HYBE faces the music over face-scanning entry system
Published: 25 Dec. 2024, 14:53
- CHO YONG-JUN
- [email protected]
HYBE announced on Monday that it is introducing new face-scanning technology designed to "bring convenience" to K-pop fans attending concerts, ironically setting off cybersecurity concerns with complaints about the collection of biometric data.
The controversy began mounting when HYBE said that the new face identification system will be implemented for boy band TWS's fan meet and greet in February.
Face Pass, developed in collaboration with the digital wallet app Toss and InterPark Triple, the operator of InterPark Ticket, allows fans to scan their faces to enter a venue instead of presenting physical tickets or identification cards for verification if they choose to scan and upload their biometric data to Toss's server before the day of the event.
The biometric data will be encrypted and saved on the server. At the concert venue, fans will then scan their faces with cameras installed at the gates to enter.
While Toss assured fans of the service’s security, explaining that the “saved face data will be encrypted and safely stored at a separate [Toss] server,” fans have still raised concerns about the system.
“They want my face registered on Toss’s server? Why do you even need my personal information when I just want to go to a concert?” read a post uploaded on X on Monday, shortly after HYBE’s announcement, that received 1.1 million views and 21,000 reposts as of Wednesday.
“Why are companies collecting our biometric data so openly?” said another X post with 500,000 views.
HYBE and Toss explained that Face Pass is “strictly optional,” and that fans are welcome to enter concerts like they did before — with tickets and IDs.
“Fans will be able to withdraw from the [Face Pass] agreement at any time and remove the saved biometric data,” Toss told the Korea JoongAng Daily on Wednesday.
The app's terms and conditions state that facial data will be stored for one year even after the user terminates the agreement, and such data can be stored for up to 10 years if “malicious attempts, including the use of masks or altered videos,” are detected.
The company also told the Korea JoongAng Daily that Face Pass and its encrypted biometric data “will only be used for [concert] admissions using face scanning” and is “legally not allowed to be used for any other purposes without consent from the user.”
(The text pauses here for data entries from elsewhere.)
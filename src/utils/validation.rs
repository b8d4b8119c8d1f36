use crate::utils::error::{EtlError, Result};
use url::Url;

/// Spreadsheet extensions accepted as pipeline input.
pub const SPREADSHEET_EXTENSIONS: &[&str] = &["xlsx", "xls"];

pub trait Validate {
    fn validate(&self) -> Result<()>;
}

pub fn validate_url(field_name: &str, url_str: &str) -> Result<()> {
    if url_str.is_empty() {
        return Err(EtlError::InvalidConfigValueError {
            field: field_name.to_string(),
            value: url_str.to_string(),
            reason: "URL cannot be empty".to_string(),
        });
    }

    match Url::parse(url_str) {
        Ok(url) => match url.scheme() {
            "http" | "https" => Ok(()),
            scheme => Err(EtlError::InvalidConfigValueError {
                field: field_name.to_string(),
                value: url_str.to_string(),
                reason: format!("Unsupported URL scheme: {}", scheme),
            }),
        },
        Err(e) => Err(EtlError::InvalidConfigValueError {
            field: field_name.to_string(),
            value: url_str.to_string(),
            reason: format!("Invalid URL format: {}", e),
        }),
    }
}

pub fn validate_path(field_name: &str, path: &str) -> Result<()> {
    if path.is_empty() {
        return Err(EtlError::InvalidConfigValueError {
            field: field_name.to_string(),
            value: path.to_string(),
            reason: "Path cannot be empty".to_string(),
        });
    }

    if path.contains('\0') {
        return Err(EtlError::InvalidConfigValueError {
            field: field_name.to_string(),
            value: path.to_string(),
            reason: "Path contains null bytes".to_string(),
        });
    }

    Ok(())
}

pub fn validate_positive_number(field_name: &str, value: usize, min_value: usize) -> Result<()> {
    if value < min_value {
        return Err(EtlError::InvalidConfigValueError {
            field: field_name.to_string(),
            value: value.to_string(),
            reason: format!("Value must be at least {}", min_value),
        });
    }
    Ok(())
}

/// Extension comparison is case-insensitive, so `BOARD.XLSX` passes.
pub fn validate_file_extension(field_name: &str, file: &str, allowed_extensions: &[&str]) -> Result<()> {
    let extension = std::path::Path::new(file)
        .extension()
        .and_then(|ext| ext.to_str())
        .map(|ext| ext.to_ascii_lowercase());

    match extension {
        Some(ext) if allowed_extensions.contains(&ext.as_str()) => Ok(()),
        Some(ext) => Err(EtlError::InvalidConfigValueError {
            field: field_name.to_string(),
            value: file.to_string(),
            reason: format!(
                "Unsupported file extension: {}. Allowed extensions: {}",
                ext,
                allowed_extensions.join(", ")
            ),
        }),
        None => Err(EtlError::InvalidConfigValueError {
            field: field_name.to_string(),
            value: file.to_string(),
            reason: "File has no extension or invalid filename".to_string(),
        }),
    }
}

pub fn validate_non_empty_string(field_name: &str, value: &str) -> Result<()> {
    if value.trim().is_empty() {
        return Err(EtlError::InvalidConfigValueError {
            field: field_name.to_string(),
            value: value.to_string(),
            reason: "Value cannot be empty or whitespace-only".to_string(),
        });
    }
    Ok(())
}

pub fn validate_range<T: PartialOrd + std::fmt::Display + Copy>(
    field_name: &str,
    value: T,
    min: T,
    max: T,
) -> Result<()> {
    if value < min || value > max {
        return Err(EtlError::InvalidConfigValueError {
            field: field_name.to_string(),
            value: value.to_string(),
            reason: format!("Value must be between {} and {}", min, max),
        });
    }
    Ok(())
}
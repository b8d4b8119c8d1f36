use tracing_subscriber::{layer::SubscriberExt, util::SubscriberInitExt, EnvFilter};

fn env_filter(verbose: bool) -> EnvFilter {
    let default = if verbose {
        "pcb_extract=debug,info"
    } else {
        "pcb_extract=info"
    };
    EnvFilter::try_from_default_env().unwrap_or_else(|_| EnvFilter::new(default))
}

pub fn init_cli_logger(verbose: bool) {
    tracing_subscriber::registry()
        .with(env_filter(verbose))
        .with(
            tracing_subscriber::fmt::layer()
                .with_target(false)
                .with_thread_ids(false)
                .with_file(false)
                .with_line_number(false)
                .compact(),
        )
        .init();
}

/// Structured output for log collectors.
pub fn init_json_logger(verbose: bool) {
    tracing_subscriber::registry()
        .with(env_filter(verbose))
        .with(
            tracing_subscriber::fmt::layer()
                .with_target(false)
                .with_thread_ids(false)
                .with_file(false)
                .with_line_number(false)
                .json(),
        )
        .init();
}
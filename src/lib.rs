pub mod adapters;
pub mod config;
pub mod core;
pub mod domain;
pub mod utils;

#[cfg(feature = "cli")]
pub use config::CliConfig;

pub use adapters::mistral::{MistralClient, ModelSettings};
pub use config::{cli::LocalStorage, toml_config::TomlConfig};
pub use core::{etl::EtlEngine, pipeline::ExtractionPipeline, retry::RetryPolicy};
pub use domain::model::{ExtractionReport, OutputFiles, PcbCharacteristics, SheetText, FIELDS};
pub use utils::error::{EtlError, Result};
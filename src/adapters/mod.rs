// Adapters layer: concrete implementations for the external systems the pipeline touches.

pub mod excel;
pub mod mistral;
pub mod output;
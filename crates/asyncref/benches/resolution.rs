//! Resolution benchmarks.
//!
//! Measures building, resolving, trait merging and validating AsyncAPI
//! documents with a growing number of channels. Every channel message and
//! operation goes through a `$ref`, and every operation applies a trait.
//!
//! Run with: cargo bench -p asyncref --bench resolution

use criterion::{black_box, criterion_group, criterion_main, BenchmarkId, Criterion};

use asyncref::{process, resolve, Document, EngineConfig};

/// Generate an AsyncAPI 3.0 document with N channels and N operations.
fn generate_document(channel_count: usize) -> String {
    let mut channels = String::from("channels:\n");
    let mut operations = String::from("operations:\n");
    let mut messages = String::from("  messages:\n");

    for i in 0..channel_count {
        channels.push_str(&format!(
            r##"  orders{i}:
    address: "tenant/{{tenantId}}/orders{i}"
    parameters:
      tenantId:
        $ref: "#/components/parameters/tenantId"
    messages:
      created:
        $ref: "#/components/messages/Order{i}"
"##,
            i = i,
        ));
        operations.push_str(&format!(
            r##"  publishOrder{i}:
    action: send
    channel:
      $ref: "#/channels/orders{i}"
    messages:
      - $ref: "#/channels/orders{i}/messages/created"
    traits:
      - $ref: "#/components/operationTraits/kafka"
"##,
            i = i,
        ));
        messages.push_str(&format!(
            r##"    Order{i}:
      name: Order{i}
      payload:
        type: object
        properties:
          id:
            type: string
      traits:
        - $ref: "#/components/messageTraits/json"
"##,
            i = i,
        ));
    }

    format!(
        r##"asyncapi: "3.0.0"
info:
  title: Benchmark API
  version: "1.0.0"
{channels}{operations}components:
{messages}  parameters:
    tenantId:
      location: "$message.header#/tenant"
  operationTraits:
    kafka:
      bindings:
        kafka:
          clientId: bench
  messageTraits:
    json:
      contentType: application/json
"##,
        channels = channels,
        operations = operations,
        messages = messages,
    )
}

fn bench_resolution(c: &mut Criterion) {
    let mut group = c.benchmark_group("resolution");
    let config = EngineConfig::default();

    for channel_count in [10, 100, 500] {
        let yaml = generate_document(channel_count);
        let tree = asyncref_tree::from_yaml_str(&yaml).unwrap();
        let doc = Document::build(tree.clone()).unwrap();

        group.bench_with_input(
            BenchmarkId::new("resolve", format!("{}_channels", channel_count)),
            &doc,
            |b, doc| {
                b.iter(|| black_box(resolve(black_box(doc))));
            },
        );

        group.bench_with_input(
            BenchmarkId::new("process", format!("{}_channels", channel_count)),
            &tree,
            |b, tree| {
                b.iter(|| {
                    let out = process(black_box(tree), &config).unwrap();
                    assert!(!out.has_fatal());
                    black_box(out);
                });
            },
        );
    }

    group.finish();
}

criterion_group!(benches, bench_resolution);
criterion_main!(benches);
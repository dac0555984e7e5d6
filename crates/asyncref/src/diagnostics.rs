//! Structured diagnostics collected by every phase.

use std::fmt;

use asyncref_tree::NodePath;
use serde::Serialize;

/// Diagnostic codes (E2001–E2306).
#[derive(Debug, Clone, Copy, PartialEq, Eq, Hash, Serialize)]
#[serde(rename_all = "snake_case")]
pub enum Code {
    /// E2001: A mapping repeats a key, or has an empty key.
    DuplicateKey,
    /// E2002: A field has the wrong shape (e.g. `action: jump`).
    InvalidField,
    /// E2101: A `$ref` target does not exist or cannot be loaded.
    UnresolvedReference,
    /// E2102: A `$ref` points at an object of another kind.
    TypeMismatch,
    /// E2103: A `$ref` chain leads back to itself.
    CycleDetected,
    /// E2104: A root-scoped object references a components-scoped one where only root is allowed.
    ScopeViolation,
    /// E2201: A trait declares a field that identifies its base object.
    InvalidTraitField,
    /// E2301: A message list is not a subset of its channel's messages.
    ContainmentViolation,
    /// E2302: An address `{token}` has no parameter.
    MissingParameterDefinition,
    /// E2303: A parameter matches no address token.
    UnusedParameter,
    /// E2304: Both the reply and its channel declare an address.
    AmbiguousReplyAddress,
    /// E2305: A runtime expression is not well formed.
    InvalidRuntimeExpression,
    /// E2306: A server `{variable}` has no variable definition.
    UndefinedServerVariable,
}

impl Code {
    pub fn id(&self) -> &'static str {
        match self {
            Code::DuplicateKey => "E2001",
            Code::InvalidField => "E2002",
            Code::UnresolvedReference => "E2101",
            Code::TypeMismatch => "E2102",
            Code::CycleDetected => "E2103",
            Code::ScopeViolation => "E2104",
            Code::InvalidTraitField => "E2201",
            Code::ContainmentViolation => "E2301",
            Code::MissingParameterDefinition => "E2302",
            Code::UnusedParameter => "E2303",
            Code::AmbiguousReplyAddress => "E2304",
            Code::InvalidRuntimeExpression => "E2305",
            Code::UndefinedServerVariable => "E2306",
        }
    }
}

impl fmt::Display for Code {
    fn fmt(&self, f: &mut fmt::Formatter<'_>) -> fmt::Result {
        f.write_str(self.id())
    }
}

#[derive(Debug, Clone, Copy, PartialEq, Eq, Hash, Serialize)]
#[serde(rename_all = "lowercase")]
pub enum Severity {
    Fatal,
    Warning,
}

/// A single problem found while building, resolving, merging or validating.
#[derive(Debug, Clone, PartialEq, Serialize)]
pub struct Diagnostic {
    pub code: Code,
    pub severity: Severity,
    /// Location of the offending node.
    pub path: NodePath,
    pub message: String,
}

impl fmt::Display for Diagnostic {
    fn fmt(&self, f: &mut fmt::Formatter<'_>) -> fmt::Result {
        let level = match self.severity {
            Severity::Fatal => "error",
            Severity::Warning => "warning",
        };
        write!(f, "{} {} at {}: {}", self.code, level, self.path, self.message)
    }
}

/// Ordered list of diagnostics.
#[derive(Debug, Clone, Default, PartialEq, Serialize)]
#[serde(transparent)]
pub struct Diagnostics(Vec<Diagnostic>);

impl Diagnostics {
    pub fn new() -> Self {
        Self::default()
    }

    pub fn push(&mut self, diagnostic: Diagnostic) {
        self.0.push(diagnostic);
    }

    pub fn fatal(&mut self, code: Code, path: &NodePath, message: impl Into<String>) {
        self.push(Diagnostic {
            code,
            severity: Severity::Fatal,
            path: path.clone(),
            message: message.into(),
        });
    }

    pub fn warning(&mut self, code: Code, path: &NodePath, message: impl Into<String>) {
        self.push(Diagnostic {
            code,
            severity: Severity::Warning,
            path: path.clone(),
            message: message.into(),
        });
    }

    pub fn extend(&mut self, other: Diagnostics) {
        self.0.extend(other.0);
    }

    pub fn iter(&self) -> std::slice::Iter<'_, Diagnostic> {
        self.0.iter()
    }

    pub fn len(&self) -> usize {
        self.0.len()
    }

    pub fn is_empty(&self) -> bool {
        self.0.is_empty()
    }

    pub fn has_fatal(&self) -> bool {
        self.0.iter().any(|d| d.severity == Severity::Fatal)
    }

    pub fn with_code(&self, code: Code) -> impl Iterator<Item = &Diagnostic> {
        self.0.iter().filter(move |d| d.code == code)
    }

    pub fn count(&self, code: Code) -> usize {
        self.with_code(code).count()
    }

    /// Turn every warning into a fatal diagnostic.
    pub fn escalate_warnings(&mut self) {
        for diagnostic in &mut self.0 {
            diagnostic.severity = Severity::Fatal;
        }
    }

    pub fn into_vec(self) -> Vec<Diagnostic> {
        self.0
    }
}

impl IntoIterator for Diagnostics {
    type Item = Diagnostic;
    type IntoIter = std::vec::IntoIter<Diagnostic>;

    fn into_iter(self) -> Self::IntoIter {
        self.0.into_iter()
    }
}

impl<'a> IntoIterator for &'a Diagnostics {
    type Item = &'a Diagnostic;
    type IntoIter = std::slice::Iter<'a, Diagnostic>;

    fn into_iter(self) -> Self::IntoIter {
        self.0.iter()
    }
}

impl fmt::Display for Diagnostics {
    fn fmt(&self, f: &mut fmt::Formatter<'_>) -> fmt::Result {
        for diagnostic in &self.0 {
            writeln!(f, "{}", diagnostic)?;
        }
        Ok(())
    }
}
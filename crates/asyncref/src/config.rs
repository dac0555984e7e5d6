//! Engine configuration (`asyncref.yaml`).

use std::path::Path;

use serde::{Deserialize, Serialize};

use crate::error::ConfigError;

/// How a lint-style diagnostic is reported.
#[derive(Debug, Clone, Copy, Default, PartialEq, Eq, Serialize, Deserialize)]
#[serde(rename_all = "lowercase")]
pub enum LintLevel {
    /// Not reported.
    Allow,
    /// Reported as a warning.
    #[default]
    Warn,
    /// Reported as a fatal diagnostic.
    Deny,
}

/// Knobs for the resolve/merge/validate pipeline.
#[derive(Debug, Clone, PartialEq, Eq, Serialize, Deserialize)]
#[serde(deny_unknown_fields)]
pub struct EngineConfig {
    /// Channel parameters that no address token uses.
    #[serde(default)]
    pub unused_parameters: LintLevel,

    /// Check the syntax of `location` runtime expressions.
    #[serde(default = "default_true")]
    pub runtime_expressions: bool,

    /// Report every warning as fatal.
    #[serde(default)]
    pub deny_warnings: bool,
}

fn default_true() -> bool {
    true
}

impl Default for EngineConfig {
    fn default() -> Self {
        Self {
            unused_parameters: LintLevel::Warn,
            runtime_expressions: true,
            deny_warnings: false,
        }
    }
}

impl EngineConfig {
    pub fn new() -> Self {
        Self::default()
    }

    pub fn with_unused_parameters(mut self, level: LintLevel) -> Self {
        self.unused_parameters = level;
        self
    }

    pub fn with_deny_warnings(mut self, deny: bool) -> Self {
        self.deny_warnings = deny;
        self
    }

    pub fn from_yaml_str(input: &str) -> Result<Self, ConfigError> {
        Ok(serde_yaml::from_str(input)?)
    }

    pub fn load(path: &Path) -> Result<Self, ConfigError> {
        let content = std::fs::read_to_string(path)?;
        Self::from_yaml_str(&content)
    }
}

#[cfg(test)]
mod tests {
    use super::*;
    use std::io::Write;

    #[test]
    fn defaults() {
        let config = EngineConfig::from_yaml_str("{}").unwrap();
        assert_eq!(config, EngineConfig::default());
        assert_eq!(config.unused_parameters, LintLevel::Warn);
        assert!(config.runtime_expressions);
        assert!(!config.deny_warnings);
    }

    #[test]
    fn parse_levels() {
        let config = EngineConfig::from_yaml_str(
            r#"
unused_parameters: deny
runtime_expressions: false
"#,
        )
        .unwrap();
        assert_eq!(config.unused_parameters, LintLevel::Deny);
        assert!(!config.runtime_expressions);
    }

    #[test]
    fn reject_unknown_keys() {
        let result = EngineConfig::from_yaml_str("unused_params: allow");
        assert!(matches!(result, Err(ConfigError::Parse(_))));
    }

    #[test]
    fn load_from_file() {
        let mut file = tempfile::NamedTempFile::new().unwrap();
        writeln!(file, "deny_warnings: true").unwrap();
        let config = EngineConfig::load(file.path()).unwrap();
        assert!(config.deny_warnings);
    }
}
HYBE explained that the introduction of Face Pass was a way to increase “efficiency” and “audience accessibility,” and will expand the service in the future for “fans all over the world.”
Rookie boy band TWS’s “2025 TWS 1st Fanmeeting ’42:Club’ in Seoul” will be held on Feb. 14, 15 and 16 at the Olympic Handball Gymnasium in Songpa District, southern Seoul, with ticket sales starting Jan. 10 for fan club members and on Jan. 13 for nonmembers.